[Collected data entries]
◇ ◇ ◇ ◇
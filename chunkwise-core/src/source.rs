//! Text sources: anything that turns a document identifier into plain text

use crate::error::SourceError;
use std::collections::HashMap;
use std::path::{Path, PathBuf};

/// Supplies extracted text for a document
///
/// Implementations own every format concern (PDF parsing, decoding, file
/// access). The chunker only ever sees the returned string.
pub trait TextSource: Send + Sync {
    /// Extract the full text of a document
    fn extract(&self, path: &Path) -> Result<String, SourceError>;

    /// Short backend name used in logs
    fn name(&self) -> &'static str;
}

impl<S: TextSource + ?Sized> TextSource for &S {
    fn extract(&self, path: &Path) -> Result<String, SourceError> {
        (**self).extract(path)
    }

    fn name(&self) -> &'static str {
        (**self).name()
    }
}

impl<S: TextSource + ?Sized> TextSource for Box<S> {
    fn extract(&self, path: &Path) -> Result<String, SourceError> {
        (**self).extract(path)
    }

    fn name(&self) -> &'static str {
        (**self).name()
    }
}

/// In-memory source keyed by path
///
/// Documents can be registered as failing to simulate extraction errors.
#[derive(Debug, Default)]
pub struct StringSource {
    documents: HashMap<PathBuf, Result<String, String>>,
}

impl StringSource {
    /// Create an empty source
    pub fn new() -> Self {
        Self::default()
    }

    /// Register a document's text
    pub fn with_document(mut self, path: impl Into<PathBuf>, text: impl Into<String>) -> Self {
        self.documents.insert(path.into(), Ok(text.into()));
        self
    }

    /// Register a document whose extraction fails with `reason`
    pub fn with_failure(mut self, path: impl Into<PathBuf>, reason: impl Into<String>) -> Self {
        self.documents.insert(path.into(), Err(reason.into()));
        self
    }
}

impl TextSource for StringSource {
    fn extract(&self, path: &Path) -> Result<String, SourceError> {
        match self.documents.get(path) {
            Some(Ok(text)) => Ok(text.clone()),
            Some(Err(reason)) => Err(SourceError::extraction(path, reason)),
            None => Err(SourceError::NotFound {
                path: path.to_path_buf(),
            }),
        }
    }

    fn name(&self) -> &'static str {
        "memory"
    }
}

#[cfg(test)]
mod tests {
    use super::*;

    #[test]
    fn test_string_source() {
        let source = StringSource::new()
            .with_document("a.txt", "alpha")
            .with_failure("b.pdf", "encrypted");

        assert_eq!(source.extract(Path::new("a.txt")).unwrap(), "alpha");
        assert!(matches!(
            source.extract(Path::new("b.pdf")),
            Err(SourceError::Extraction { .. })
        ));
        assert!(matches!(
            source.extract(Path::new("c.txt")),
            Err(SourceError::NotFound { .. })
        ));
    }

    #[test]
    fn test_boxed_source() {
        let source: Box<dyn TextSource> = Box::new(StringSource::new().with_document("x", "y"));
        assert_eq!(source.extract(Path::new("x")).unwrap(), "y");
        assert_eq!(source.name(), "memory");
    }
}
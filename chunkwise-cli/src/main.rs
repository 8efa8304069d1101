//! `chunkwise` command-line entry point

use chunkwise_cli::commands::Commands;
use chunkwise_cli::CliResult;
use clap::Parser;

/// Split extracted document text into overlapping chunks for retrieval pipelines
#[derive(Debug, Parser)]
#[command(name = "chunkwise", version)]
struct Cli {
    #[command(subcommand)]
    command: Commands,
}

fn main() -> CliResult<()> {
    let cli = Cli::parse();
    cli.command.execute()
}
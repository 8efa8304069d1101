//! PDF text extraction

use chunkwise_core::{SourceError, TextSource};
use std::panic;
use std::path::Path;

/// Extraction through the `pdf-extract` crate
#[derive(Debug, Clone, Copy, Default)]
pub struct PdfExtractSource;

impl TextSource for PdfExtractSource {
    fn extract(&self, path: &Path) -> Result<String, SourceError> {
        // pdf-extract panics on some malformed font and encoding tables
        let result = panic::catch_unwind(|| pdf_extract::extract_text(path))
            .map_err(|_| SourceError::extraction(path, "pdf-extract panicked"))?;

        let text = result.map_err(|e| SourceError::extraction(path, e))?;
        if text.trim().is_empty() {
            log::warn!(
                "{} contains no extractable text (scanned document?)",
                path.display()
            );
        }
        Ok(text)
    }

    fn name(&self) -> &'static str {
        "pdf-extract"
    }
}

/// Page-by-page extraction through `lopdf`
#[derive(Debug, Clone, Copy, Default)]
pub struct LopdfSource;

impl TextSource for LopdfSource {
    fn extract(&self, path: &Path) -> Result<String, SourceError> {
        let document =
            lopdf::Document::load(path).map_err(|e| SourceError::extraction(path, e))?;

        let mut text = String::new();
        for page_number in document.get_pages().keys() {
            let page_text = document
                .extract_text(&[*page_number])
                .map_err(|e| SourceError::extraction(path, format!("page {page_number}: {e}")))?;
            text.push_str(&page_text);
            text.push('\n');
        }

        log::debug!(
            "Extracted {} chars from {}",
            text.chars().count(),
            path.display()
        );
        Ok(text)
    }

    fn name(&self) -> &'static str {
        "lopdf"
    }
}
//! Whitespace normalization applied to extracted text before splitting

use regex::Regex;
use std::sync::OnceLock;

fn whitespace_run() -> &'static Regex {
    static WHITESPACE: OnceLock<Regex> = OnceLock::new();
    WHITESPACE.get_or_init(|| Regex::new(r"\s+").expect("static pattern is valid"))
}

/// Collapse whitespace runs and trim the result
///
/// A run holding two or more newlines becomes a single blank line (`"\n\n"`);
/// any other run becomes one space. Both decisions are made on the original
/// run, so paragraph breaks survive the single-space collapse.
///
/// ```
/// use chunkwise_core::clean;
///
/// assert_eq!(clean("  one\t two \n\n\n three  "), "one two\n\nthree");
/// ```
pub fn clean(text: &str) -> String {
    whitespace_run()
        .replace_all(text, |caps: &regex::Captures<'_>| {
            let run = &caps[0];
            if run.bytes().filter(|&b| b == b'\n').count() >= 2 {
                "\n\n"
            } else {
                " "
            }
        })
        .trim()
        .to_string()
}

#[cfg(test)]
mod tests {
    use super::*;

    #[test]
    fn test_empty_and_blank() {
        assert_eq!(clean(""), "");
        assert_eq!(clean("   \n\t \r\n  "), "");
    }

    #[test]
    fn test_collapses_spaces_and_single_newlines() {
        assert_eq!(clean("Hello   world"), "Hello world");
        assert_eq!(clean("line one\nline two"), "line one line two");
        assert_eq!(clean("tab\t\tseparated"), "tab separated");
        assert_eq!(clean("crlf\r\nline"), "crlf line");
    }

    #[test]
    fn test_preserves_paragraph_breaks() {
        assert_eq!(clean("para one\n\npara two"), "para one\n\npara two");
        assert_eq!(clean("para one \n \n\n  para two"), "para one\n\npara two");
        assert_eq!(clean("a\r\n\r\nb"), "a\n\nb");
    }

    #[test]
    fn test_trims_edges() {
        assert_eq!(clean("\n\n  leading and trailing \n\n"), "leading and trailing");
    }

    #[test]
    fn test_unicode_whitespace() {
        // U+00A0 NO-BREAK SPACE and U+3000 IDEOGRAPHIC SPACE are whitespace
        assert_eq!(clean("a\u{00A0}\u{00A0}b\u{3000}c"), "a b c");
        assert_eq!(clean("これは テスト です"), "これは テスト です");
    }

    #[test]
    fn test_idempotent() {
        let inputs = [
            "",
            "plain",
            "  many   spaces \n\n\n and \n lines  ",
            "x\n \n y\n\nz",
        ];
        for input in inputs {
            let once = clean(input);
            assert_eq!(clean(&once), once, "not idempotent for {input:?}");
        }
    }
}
◇ ◇ ◇ ◇
■ **Work item**
Write the data out in full, matching every line exactly.

■ **Task solution**
filename chunkwise-core/src/source.rs
//! Text sources: anything that turns a document identifier into plain text

use crate::error::SourceError;
use std::collections::HashMap;
use std::path::{Path, PathBuf};

/// Supplies extracted text for a document
///
/// Implementations own every format concern (PDF parsing, decoding, file
/// access). The chunker only ever sees the returned string.
pub trait TextSource: Send + Sync {
    /// Extract the full text of a document
    fn extract(&self, path: &Path) -> Result<String, SourceError>;

    /// Short backend name used in logs
    fn name(&self) -> &'static str;
}

impl<S: TextSource + ?Sized> TextSource for &S {
    fn extract(&self, path: &Path) -> Result<String, SourceError> {
        (**self).extract(path)
    }

    fn name(&self) -> &'static str {
        (**self).name()
    }
}

impl<S: TextSource + ?Sized> TextSource for Box<S> {
    fn extract(&self, path: &Path) -> Result<String, SourceError> {
        (**self).extract(path)
    }

    fn name(&self) -> &'static str {
        (**self).name()
    }
}

/// In-memory source keyed by path
///
/// Documents can be registered as failing to simulate extraction errors.
#[derive(Debug, Default)]
pub struct StringSource {
    documents: HashMap<PathBuf, Result<String, String>>,
}

impl StringSource {
    /// Create an empty source
    pub fn new() -> Self {
        Self::default()
    }

    /// Register a document's text
    pub fn with_document(mut self, path: impl Into<PathBuf>, text: impl Into<String>) -> Self {
        self.documents.insert(path.into(), Ok(text.into()));
        self
    }

    /// Register a document whose extraction fails with `reason`
    pub fn with_failure(mut self, path: impl Into<PathBuf>, reason: impl Into<String>) -> Self {
        self.documents.insert(path.into(), Err(reason.into()));
        self
    }
}

impl TextSource for StringSource {
    fn extract(&self, path: &Path) -> Result<String, SourceError> {
        match self.documents.get(path) {
            Some(Ok(text)) => Ok(text.clone()),
            Some(Err(reason)) => Err(SourceError::extraction(path, reason)),
            None => Err(SourceError::NotFound {
                path: path.to_path_buf(),
            }),
        }
    }

    fn name(&self) -> &'static str {
        "memory"
    }
}

#[cfg(test)]
mod tests {
    use super::*;

    #[test]
    fn test_string_source() {
        let source = StringSource::new()
            .with_document("a.txt", "alpha")
            .with_failure("b.pdf", "encrypted");

        assert_eq!(source.extract(Path::new("a.txt")).unwrap(), "alpha");
        assert!(matches!(
            source.extract(Path::new("b.pdf")),
            Err(SourceError::Extraction { .. })
        ));
        assert!(matches!(
            source.extract(Path::new("c.txt")),
            Err(SourceError::NotFound { .. })
        ));
    }

    #[test]
    fn test_boxed_source() {
        let source: Box<dyn TextSource> = Box::new(StringSource::new().with_document("x", "y"));
        assert_eq!(source.extract(Path::new("x")).unwrap(), "y");
        assert_eq!(source.name(), "memory");
    }
}
filename chunkwise-cli/src/main.rs
repository 8efa8304069d1101
//! `chunkwise` command-line entry point

use chunkwise_cli::commands::Commands;
use chunkwise_cli::CliResult;
use clap::Parser;

/// Split extracted document text into overlapping chunks for retrieval pipelines
#[derive(Debug, Parser)]
#[command(name = "chunkwise", version)]
struct Cli {
    #[command(subcommand)]
    command: Commands,
}

fn main() -> CliResult<()> {
    let cli = Cli::parse();
    cli.command.execute()
}
repository 8efa8304069d1101
//! PDF text extraction

use chunkwise_core::{SourceError, TextSource};
use std::panic;
use std::path::Path;

/// Extraction through the `pdf-extract` crate
#[derive(Debug, Clone, Copy, Default)]
pub struct PdfExtractSource;

impl TextSource for PdfExtractSource {
    fn extract(&self, path: &Path) -> Result<String, SourceError> {
        // pdf-extract panics on some malformed font and encoding tables
        let result = panic::catch_unwind(|| pdf_extract::extract_text(path))
            .map_err(|_| SourceError::extraction(path, "pdf-extract panicked"))?;

        let text = result.map_err(|e| SourceError::extraction(path, e))?;
        if text.trim().is_empty() {
            log::warn!(
                "{} contains no extractable text (scanned document?)",
                path.display()
            );
        }
        Ok(text)
    }

    fn name(&self) -> &'static str {
        "pdf-extract"
    }
}

/// Page-by-page extraction through `lopdf`
#[derive(Debug, Clone, Copy, Default)]
pub struct LopdfSource;

impl TextSource for LopdfSource {
    fn extract(&self, path: &Path) -> Result<String, SourceError> {
        let document =
            lopdf::Document::load(path).map_err(|e| SourceError::extraction(path, e))?;

        let mut text = String::new();
        for page_number in document.get_pages().keys() {
            let page_text = document
                .extract_text(&[*page_number])
                .map_err(|e| SourceError::extraction(path, format!("page {page_number}: {e}")))?;
            text.push_str(&page_text);
            text.push('\n');
        }

        log::debug!(
            "Extracted {} chars from {}",
            text.chars().count(),
            path.display()
        );
        Ok(text)
    }

    fn name(&self) -> &'static str {
        "lopdf"
    }
}
//! Whitespace normalization applied to extracted text before splitting

use regex::Regex;
use std::sync::OnceLock;

fn whitespace_run() -> &'static Regex {
    static WHITESPACE: OnceLock<Regex> = OnceLock::new();
    WHITESPACE.get_or_init(|| Regex::new(r"\s+").expect("static pattern is valid"))
}

/// Collapse whitespace runs and trim the result
///
/// A run holding two or more newlines becomes a single blank line (`"\n\n"`);
/// any other run becomes one space. Both decisions are made on the original
/// run, so paragraph breaks survive the single-space collapse.
///
/// ```
/// use chunkwise_core::clean;
///
/// assert_eq!(clean("  one\t two \n\n\n three  "), "one two\n\nthree");
/// ```
pub fn clean(text: &str) -> String {
    whitespace_run()
        .replace_all(text, |caps: &regex::Captures<'_>| {
            let run = &caps[0];
            if run.bytes().filter(|&b| b == b'\n').count() >= 2 {
                "\n\n"
            } else {
                " "
            }
        })
        .trim()
        .to_string()
}

#[cfg(test)]
mod tests {
    use super::*;

    #[test]
    fn test_empty_and_blank() {
        assert_eq!(clean(""), "");
        assert_eq!(clean("   \n\t \r\n  "), "");
    }

    #[test]
    fn test_collapses_spaces_and_single_newlines() {
        assert_eq!(clean("Hello   world"), "Hello world");
        assert_eq!(clean("line one\nline two"), "line one line two");
        assert_eq!(clean("tab\t\tseparated"), "tab separated");
        assert_eq!(clean("crlf\r\nline"), "crlf line");
    }

    #[test]
    fn test_preserves_paragraph_breaks() {
        assert_eq!(clean("para one\n\npara two"), "para one\n\npara two");
        assert_eq!(clean("para one \n \n\n  para two"), "para one\n\npara two");
        assert_eq!(clean("a\r\n\r\nb"), "a\n\nb");
    }

    #[test]
    fn test_trims_edges() {
        assert_eq!(clean("\n\n  leading and trailing \n\n"), "leading and trailing");
    }

    #[test]
    fn test_unicode_whitespace() {
        // U+00A0 NO-BREAK SPACE and U+3000 IDEOGRAPHIC SPACE are whitespace
        assert_eq!(clean("a\u{00A0}\u{00A0}b\u{3000}c"), "a b c");
        assert_eq!(clean("これは テスト です"), "これは テスト です");
    }

    #[test]
    fn test_idempotent() {
        let inputs = [
            "",
            "plain",
            "  many   spaces \n\n\n and \n lines  ",
            "x\n \n y\n\nz",
        ];
        for input in inputs {
            let once = clean(input);
            assert_eq!(clean(&once), once, "not idempotent for {input:?}");
        }
    }
}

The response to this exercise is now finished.